**What you are asked to do:**
The entries below should be transcribed in their entirety, exactly as written.

**Excerpted data:**
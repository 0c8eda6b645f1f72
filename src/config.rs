use std::env;
use std::fmt;
use std::path::PathBuf;

use crate::errors::{BotError, BotResult};

const DEFAULT_MEDIA_DIR: &str = "media";

/// Startup configuration read from the environment
#[derive(Clone)]
pub struct Config {
    pub bot_token: String,
    pub media_dir: PathBuf,
    pub catalog_path: Option<PathBuf>,
}

impl Config {
    pub fn from_env() -> BotResult<Self> {
        Self::from_lookup(|key| env::var(key).ok())
    }

    /// Build the configuration from any key/value source
    pub fn from_lookup(lookup: impl Fn(&str) -> Option<String>) -> BotResult<Self> {
        let bot_token = lookup("TELEGRAM_BOT_TOKEN")
            .filter(|token| !token.trim().is_empty())
            .ok_or_else(|| BotError::Configuration("TELEGRAM_BOT_TOKEN must be set".to_string()))?;

        let media_dir = lookup("MEDIA_DIR")
            .filter(|dir| !dir.is_empty())
            .map(PathBuf::from)
            .unwrap_or_else(|| PathBuf::from(DEFAULT_MEDIA_DIR));

        let catalog_path = lookup("CATALOG_PATH")
            .filter(|path| !path.is_empty())
            .map(PathBuf::from);

        Ok(Self {
            bot_token,
            media_dir,
            catalog_path,
        })
    }
}

// Keep the token out of logs
impl fmt::Debug for Config {
    fn fmt(&self, f: &mut fmt::Formatter<'_>) -> fmt::Result {
        f.debug_struct("Config")
            .field("bot_token", &"<redacted>")
            .field("media_dir", &self.media_dir)
            .field("catalog_path", &self.catalog_path)
            .finish()
    }
}
//! # Browse Navigator Module
//!
//! Tracks, per user, which catalog position is currently on screen. The
//! cursor is clamped to the catalog bounds and never wraps around.

use std::collections::HashMap;
use std::sync::{Mutex, MutexGuard, PoisonError};
use teloxide::types::UserId;

pub struct BrowseNavigator {
    len: usize,
    cursors: Mutex<HashMap<UserId, usize>>,
}

impl BrowseNavigator {
    /// Create a navigator over a catalog of `len` products
    pub fn new(len: usize) -> Self {
        Self {
            len,
            cursors: Mutex::new(HashMap::new()),
        }
    }

    fn cursors(&self) -> MutexGuard<'_, HashMap<UserId, usize>> {
        self.cursors.lock().unwrap_or_else(PoisonError::into_inner)
    }

    fn last_index(&self) -> usize {
        self.len.saturating_sub(1)
    }

    /// Current position, 0 when the user has not browsed yet
    pub fn get_index(&self, user: UserId) -> usize {
        self.cursors().get(&user).copied().unwrap_or(0)
    }

    /// Move to `index`, clamped to the last product
    pub fn set_index(&self, user: UserId, index: usize) -> usize {
        let index = index.min(self.last_index());
        self.cursors().insert(user, index);
        index
    }

    pub fn next(&self, user: UserId) -> usize {
        let mut cursors = self.cursors();
        let cursor = cursors.entry(user).or_insert(0);
        *cursor = (*cursor + 1).min(self.last_index());
        *cursor
    }

    pub fn prev(&self, user: UserId) -> usize {
        let mut cursors = self.cursors();
        let cursor = cursors.entry(user).or_insert(0);
        *cursor = cursor.saturating_sub(1);
        *cursor
    }

    /// Back to the first product
    pub fn reset(&self, user: UserId) -> usize {
        self.set_index(user, 0)
    }

    pub fn clear_all(&self) {
        self.cursors().clear();
    }
}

**Result of the exercise:**
repository 0c8eda6b645f1f72
filename src/config.rs
use std::env;
use std::fmt;
use std::path::PathBuf;

use crate::errors::{BotError, BotResult};

const DEFAULT_MEDIA_DIR: &str = "media";

/// Startup configuration read from the environment
#[derive(Clone)]
pub struct Config {
    pub bot_token: String,
    pub media_dir: PathBuf,
    pub catalog_path: Option<PathBuf>,
}

impl Config {
    pub fn from_env() -> BotResult<Self> {
        Self::from_lookup(|key| env::var(key).ok())
    }

    /// Build the configuration from any key/value source
    pub fn from_lookup(lookup: impl Fn(&str) -> Option<String>) -> BotResult<Self> {
        let bot_token = lookup("TELEGRAM_BOT_TOKEN")
            .filter(|token| !token.trim().is_empty())
            .ok_or_else(|| BotError::Configuration("TELEGRAM_BOT_TOKEN must be set".to_string()))?;

        let media_dir = lookup("MEDIA_DIR")
            .filter(|dir| !dir.is_empty())
            .map(PathBuf::from)
            .unwrap_or_else(|| PathBuf::from(DEFAULT_MEDIA_DIR));

        let catalog_path = lookup("CATALOG_PATH")
            .filter(|path| !path.is_empty())
            .map(PathBuf::from);

        Ok(Self {
            bot_token,
            media_dir,
            catalog_path,
        })
    }
}

// Keep the token out of logs
impl fmt::Debug for Config {
    fn fmt(&self, f: &mut fmt::Formatter<'_>) -> fmt::Result {
        f.debug_struct("Config")
            .field("bot_token", &"<redacted>")
            .field("media_dir", &self.media_dir)
            .field("catalog_path", &self.catalog_path)
            .finish()
    }
}
//! # Browse Navigator Module
//!
//! Tracks, per user, which catalog position is currently on screen. The
//! cursor is clamped to the catalog bounds and never wraps around.

use std::collections::HashMap;
use std::sync::{Mutex, MutexGuard, PoisonError};
use teloxide::types::UserId;

pub struct BrowseNavigator {
    len: usize,
    cursors: Mutex<HashMap<UserId, usize>>,
}

impl BrowseNavigator {
    /// Create a navigator over a catalog of `len` products
    pub fn new(len: usize) -> Self {
        Self {
            len,
            cursors: Mutex::new(HashMap::new()),
        }
    }

    fn cursors(&self) -> MutexGuard<'_, HashMap<UserId, usize>> {
        self.cursors.lock().unwrap_or_else(PoisonError::into_inner)
    }

    fn last_index(&self) -> usize {
        self.len.saturating_sub(1)
    }

    /// Current position, 0 when the user has not browsed yet
    pub fn get_index(&self, user: UserId) -> usize {
        self.cursors().get(&user).copied().unwrap_or(0)
    }

    /// Move to `index`, clamped to the last product
    pub fn set_index(&self, user: UserId, index: usize) -> usize {
        let index = index.min(self.last_index());
        self.cursors().insert(user, index);
        index
    }

    pub fn next(&self, user: UserId) -> usize {
        let mut cursors = self.cursors();
        let cursor = cursors.entry(user).or_insert(0);
        *cursor = (*cursor + 1).min(self.last_index());
        *cursor
    }

    pub fn prev(&self, user: UserId) -> usize {
        let mut cursors = self.cursors();
        let cursor = cursors.entry(user).or_insert(0);
        *cursor = cursor.saturating_sub(1);
        *cursor
    }

    /// Back to the first product
    pub fn reset(&self, user: UserId) -> usize {
        self.set_index(user, 0)
    }

    pub fn clear_all(&self) {
        self.cursors().clear();
    }
}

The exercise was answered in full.